The roundtail chub was petitioned for listing as an endangered species in the Colorado River drainage below Glen Canyon Dam in 2003. The U. S. Fish and Wildlife Service deemed that it was "warranted but precluded", meaning the petition was justified, but other species were in greater need of their conservation resources at the time. In2004, in an effort to head off potential listing of all three species, the six states across their range, Arizona, Colorado, Nevada, New Mexico, Utah and Wyoming, signed a multi-state conservation plan to try and restore their populations.
During the past several years, Pinedale fish biologists have been documenting where populations occur, estimating relative abundance and marking some fish to determine growth rates and find out if there were any movements of fish between lakes. Cavalli found relatively healthy populations in Little Halfmoon, Halfmoon and Burnt Lakes, with lesser populations in Fremont, New Fork and Willow lakes. "I don’t know of any other lake populations of roundtail chubs, let alone any population this far north at such high elevation with water temperatures this cold," said Cavalli.
This past August, Cavalli and his crew took the next step to help increase distribution of the fish by arranging for a transplant from Little Halfmoon Lake to Scab Lake. "We chose Scab Lake because it has similar habitat and it doesn’t hold highly predacious fish, such as lake or brown trout," said Cavalli. There is a growing belief that lake trout may have a detrimental effect on roundtail chub populations. A graduate study to learn more about this relationship is currently being conducted by the University of Wyoming.

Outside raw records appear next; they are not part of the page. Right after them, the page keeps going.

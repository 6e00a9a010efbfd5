//! # Vocabulary Registry — Handler Subsets Selected by `$vocabulary`
//!
//! From 2019-09 on, a meta-schema lists the vocabularies it uses in
//! `$vocabulary`, each marked required (`true`) or optional (`false`). The
//! handlers that apply to schemas written against that meta-schema are the
//! union of the listed vocabularies' handlers.
//!
//! A meta-schema without `$vocabulary` selects nothing here, and the caller
//! falls back to the full keyword registry. An unknown vocabulary marked
//! required makes the meta-schema unusable; an unknown optional one is
//! ignored.

use std::collections::HashMap;
use std::fmt;
use std::sync::{Arc, OnceLock};

use jsev_core::{Dialect, EvaluationError};
use serde_json::Value;
use url::Url;

use super::schemas::{Resolved, SchemaRegistry};
use crate::keywords::{self, format::FormatAssertion, HandlerSet, Keyword};

/// A named bundle of keyword handlers.
#[derive(Clone)]
pub struct Vocabulary {
    /// Vocabulary URI as it appears in `$vocabulary`.
    pub id: String,
    /// URI of the meta-schema describing the vocabulary's keywords. The
    /// document itself lives in the schema registry; see
    /// [`Vocabulary::meta_schema_document`].
    pub meta_schema: String,
    /// Dialect that defines the vocabulary.
    pub dialect: Dialect,
    handlers: Vec<Arc<dyn Keyword>>,
}

impl Vocabulary {
    /// A vocabulary with the given handlers.
    pub fn new(
        id: impl Into<String>,
        meta_schema: impl Into<String>,
        dialect: Dialect,
        handlers: Vec<Arc<dyn Keyword>>,
    ) -> Self {
        Self {
            id: id.into(),
            meta_schema: meta_schema.into(),
            dialect,
            handlers,
        }
    }

    /// Names of the keywords the vocabulary defines.
    pub fn keywords(&self) -> impl Iterator<Item = &str> {
        self.handlers.iter().map(|h| h.name())
    }

    /// The vocabulary's handlers.
    pub fn handlers(&self) -> &[Arc<dyn Keyword>] {
        &self.handlers
    }

    /// Resolve the vocabulary's meta-schema document in `schemas`.
    ///
    /// `None` if the URI is unparsable or no registry in the chain holds it.
    pub fn meta_schema_document<'r>(&self, schemas: &'r SchemaRegistry) -> Option<Resolved<'r>> {
        let uri = Url::parse(&self.meta_schema).ok()?;
        schemas.resolve(&uri)
    }
}

impl fmt::Debug for Vocabulary {
    fn fmt(&self, f: &mut fmt::Formatter<'_>) -> fmt::Result {
        f.debug_struct("Vocabulary")
            .field("id", &self.id)
            .field("dialect", &self.dialect)
            .field("keywords", &self.keywords().collect::<Vec<_>>())
            .finish()
    }
}

// ---------------------------------------------------------------------------
// Built-in vocabularies
// ---------------------------------------------------------------------------

const CORE_2019: &[&str] = &[
    "$id", "$schema", "$anchor", "$ref", "$recursiveRef", "$recursiveAnchor", "$vocabulary",
    "$comment", "$defs",
];
const CORE_2020: &[&str] = &[
    "$id", "$schema", "$anchor", "$ref", "$dynamicRef", "$dynamicAnchor", "$vocabulary",
    "$comment", "$defs",
];
const APPLICATOR_2019: &[&str] = &[
    "additionalItems", "unevaluatedItems", "items", "contains", "additionalProperties",
    "unevaluatedProperties", "properties", "patternProperties", "dependentSchemas",
    "propertyNames", "if", "then", "else", "allOf", "anyOf", "oneOf", "not",
];
const APPLICATOR_2020: &[&str] = &[
    "prefixItems", "items", "contains", "additionalProperties", "properties",
    "patternProperties", "dependentSchemas", "propertyNames", "if", "then", "else", "allOf",
    "anyOf", "oneOf", "not",
];
const UNEVALUATED_2020: &[&str] = &["unevaluatedItems", "unevaluatedProperties"];
const VALIDATION: &[&str] = &[
    "multipleOf", "maximum", "exclusiveMaximum", "minimum", "exclusiveMinimum", "maxLength",
    "minLength", "pattern", "maxItems", "minItems", "uniqueItems", "maxContains", "minContains",
    "maxProperties", "minProperties", "required", "dependentRequired", "const", "enum", "type",
];
const META_DATA: &[&str] = &[
    "title", "description", "default", "deprecated", "readOnly", "writeOnly", "examples",
];
const FORMAT: &[&str] = &["format"];
const CONTENT: &[&str] = &["contentEncoding", "contentMediaType", "contentSchema"];

/// (vocabulary suffix, meta-schema suffix, keywords)
const VOCABULARIES_2019: &[(&str, &str, &[&str])] = &[
    ("core", "core", CORE_2019),
    ("applicator", "applicator", APPLICATOR_2019),
    ("validation", "validation", VALIDATION),
    ("meta-data", "meta-data", META_DATA),
    ("format", "format", FORMAT),
    ("content", "content", CONTENT),
];
const VOCABULARIES_2020: &[(&str, &str, &[&str])] = &[
    ("core", "core", CORE_2020),
    ("applicator", "applicator", APPLICATOR_2020),
    ("unevaluated", "unevaluated", UNEVALUATED_2020),
    ("validation", "validation", VALIDATION),
    ("meta-data", "meta-data", META_DATA),
    ("format-annotation", "format-annotation", FORMAT),
    ("content", "content", CONTENT),
];

/// Vocabulary URI → vocabulary.
#[derive(Debug, Clone, Default)]
pub struct VocabularyRegistry {
    vocabularies: HashMap<String, Vocabulary>,
}

impl VocabularyRegistry {
    /// An empty registry.
    pub fn new() -> Self {
        Self::default()
    }

    /// The 2019-09 and 2020-12 vocabularies over the built-in handlers.
    pub fn with_builtin() -> Self {
        let builtin: HashMap<String, Arc<dyn Keyword>> = keywords::builtin()
            .into_iter()
            .map(|h| (h.name().to_string(), h))
            .collect();
        let pick = |names: &[&str]| -> Vec<Arc<dyn Keyword>> {
            names.iter().filter_map(|n| builtin.get(*n).cloned()).collect()
        };

        let mut registry = Self::new();
        for (dialect, prefix, table) in [
            (Dialect::Draft201909, "https://json-schema.org/draft/2019-09", VOCABULARIES_2019),
            (Dialect::Draft202012, "https://json-schema.org/draft/2020-12", VOCABULARIES_2020),
        ] {
            for (vocab, meta, names) in table {
                registry.register(Vocabulary::new(
                    format!("{prefix}/vocab/{vocab}"),
                    format!("{prefix}/meta/{meta}"),
                    dialect,
                    pick(names),
                ));
            }
        }
        registry.register(Vocabulary::new(
            "https://json-schema.org/draft/2020-12/vocab/format-assertion",
            "https://json-schema.org/draft/2020-12/meta/format-assertion",
            Dialect::Draft202012,
            vec![Arc::new(FormatAssertion)],
        ));
        registry
    }

    /// The process-wide registry of built-in vocabularies.
    pub fn global() -> Arc<VocabularyRegistry> {
        static GLOBAL: OnceLock<Arc<VocabularyRegistry>> = OnceLock::new();
        Arc::clone(GLOBAL.get_or_init(|| Arc::new(Self::with_builtin())))
    }

    /// Add or replace a vocabulary.
    pub fn register(&mut self, vocabulary: Vocabulary) {
        tracing::debug!(vocabulary = %vocabulary.id, "registered vocabulary");
        self.vocabularies.insert(vocabulary.id.clone(), vocabulary);
    }

    /// The vocabulary with URI `id`.
    pub fn get(&self, id: &str) -> Option<&Vocabulary> {
        self.vocabularies.get(id)
    }

    /// Known vocabulary URIs, sorted.
    pub fn ids(&self) -> Vec<&str> {
        let mut ids: Vec<&str> = self.vocabularies.keys().map(String::as_str).collect();
        ids.sort_unstable();
        ids
    }

    /// Handlers selected by a meta-schema's `$vocabulary`.
    ///
    /// Returns `Ok(None)` when the meta-schema declares no vocabularies.
    /// When both format vocabularies are declared, the assertion variant
    /// wins.
    ///
    /// # Errors
    ///
    /// [`EvaluationError::MalformedSchema`] if `$vocabulary` is not an
    /// object of booleans, or names an unknown vocabulary as required.
    pub fn handlers_for(
        &self,
        meta_schema: &Value,
        location: &str,
    ) -> Result<Option<HandlerSet>, EvaluationError> {
        let Some(declared) = meta_schema.get("$vocabulary") else {
            return Ok(None);
        };
        let malformed = |reason: String| EvaluationError::malformed(location, "$vocabulary", reason);
        let Value::Object(declared) = declared else {
            return Err(malformed("must be an object".into()));
        };

        let mut selected: Vec<&Vocabulary> = Vec::with_capacity(declared.len());
        for (id, required) in declared {
            let Some(required) = required.as_bool() else {
                return Err(malformed(format!("value for {id:?} must be a boolean")));
            };
            match self.vocabularies.get(id) {
                Some(vocabulary) => selected.push(vocabulary),
                None if required => {
                    return Err(malformed(format!("requires unsupported vocabulary {id:?}")))
                }
                None => tracing::debug!(vocabulary = %id, "ignoring unknown optional vocabulary"),
            }
        }
        selected.sort_by_key(|v| v.id.ends_with("/format-assertion"));

        let mut handlers = HandlerSet::new();
        for vocabulary in selected {
            for handler in &vocabulary.handlers {
                handlers.insert(handler.name().to_string(), Arc::clone(handler));
            }
        }
        Ok(Some(handlers))
    }
}

#[cfg(test)]
mod tests {
    use super::*;
    use serde_json::json;

    const V2020: &str = "https://json-schema.org/draft/2020-12/vocab";

    #[test]
    fn test_builtin_vocabularies_cover_their_keywords() {
        let registry = VocabularyRegistry::with_builtin();
        assert_eq!(registry.ids().len(), 14);
        let core = registry.get(&format!("{V2020}/core")).unwrap();
        assert_eq!(core.keywords().count(), CORE_2020.len());
        let validation = registry.get(&format!("{V2020}/validation")).unwrap();
        assert_eq!(validation.keywords().count(), VALIDATION.len());
    }

    #[test]
    fn test_builtin_meta_schema_documents_resolve() {
        let schemas = SchemaRegistry::global();
        let registry = VocabularyRegistry::with_builtin();
        for id in registry.ids() {
            let vocabulary = registry.get(id).unwrap();
            let document = vocabulary
                .meta_schema_document(&schemas)
                .unwrap_or_else(|| panic!("no meta-schema for {id}"));
            assert!(document.value.get("$vocabulary").is_some() || document.value.get("$schema").is_some());
        }
        let applicator = registry.get(&format!("{V2020}/applicator")).unwrap();
        let document = applicator.meta_schema_document(&schemas).unwrap();
        assert!(document.value["properties"].get("prefixItems").is_some());
    }

    #[test]
    fn test_no_vocabulary_selects_nothing() {
        let registry = VocabularyRegistry::with_builtin();
        assert!(registry.handlers_for(&json!({}), "m").unwrap().is_none());
    }

    #[test]
    fn test_union_of_declared_vocabularies() {
        let registry = VocabularyRegistry::with_builtin();
        let meta = json!({"$vocabulary": {
            format!("{V2020}/core"): true,
            format!("{V2020}/validation"): true
        }});
        let set = registry.handlers_for(&meta, "m").unwrap().unwrap();
        assert!(set.contains_key("type"));
        assert!(set.contains_key("$ref"));
        assert!(!set.contains_key("properties"));
        assert!(!set.contains_key("title"));
    }

    #[test]
    fn test_unknown_required_vocabulary_is_malformed() {
        let registry = VocabularyRegistry::with_builtin();
        let meta = json!({"$vocabulary": {"https://example.com/vocab/x": true}});
        let err = registry.handlers_for(&meta, "https://example.com/meta").unwrap_err();
        assert!(matches!(err, EvaluationError::MalformedSchema { ref keyword, .. } if keyword == "$vocabulary"));
    }

    #[test]
    fn test_unknown_optional_vocabulary_is_ignored() {
        let registry = VocabularyRegistry::with_builtin();
        let meta = json!({"$vocabulary": {
            "https://example.com/vocab/x": false,
            format!("{V2020}/core"): true
        }});
        let set = registry.handlers_for(&meta, "m").unwrap().unwrap();
        assert!(set.contains_key("$id"));
    }

    #[test]
    fn test_format_assertion_wins_over_annotation() {
        let registry = VocabularyRegistry::with_builtin();
        let meta = json!({"$vocabulary": {
            format!("{V2020}/format-annotation"): true,
            format!("{V2020}/format-assertion"): false
        }});
        let set = registry.handlers_for(&meta, "m").unwrap().unwrap();
        let format = set.get("format").unwrap();
        assert_eq!(format!("{format:?}"), "FormatAssertion");
    }
}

"We started small, transplanting fewer than two hundred fish," said Cavalli. "We will monitor how they do in Scab Lake and may do additional transplants in the future."
Still, some may question, ‘why spend any time on a fish that most people don’t fish for or eat?’. Cavalli says the fact that the fish could be listed as endangered is reason enough to care. But "As a fish manager, it is my responsibility to keep our aquatic systems as intact as possible, and that includes managing for all native nongame species as well. They play an important part in the system and it would be irresponsible if we didn’t work to keep the entire system healthy."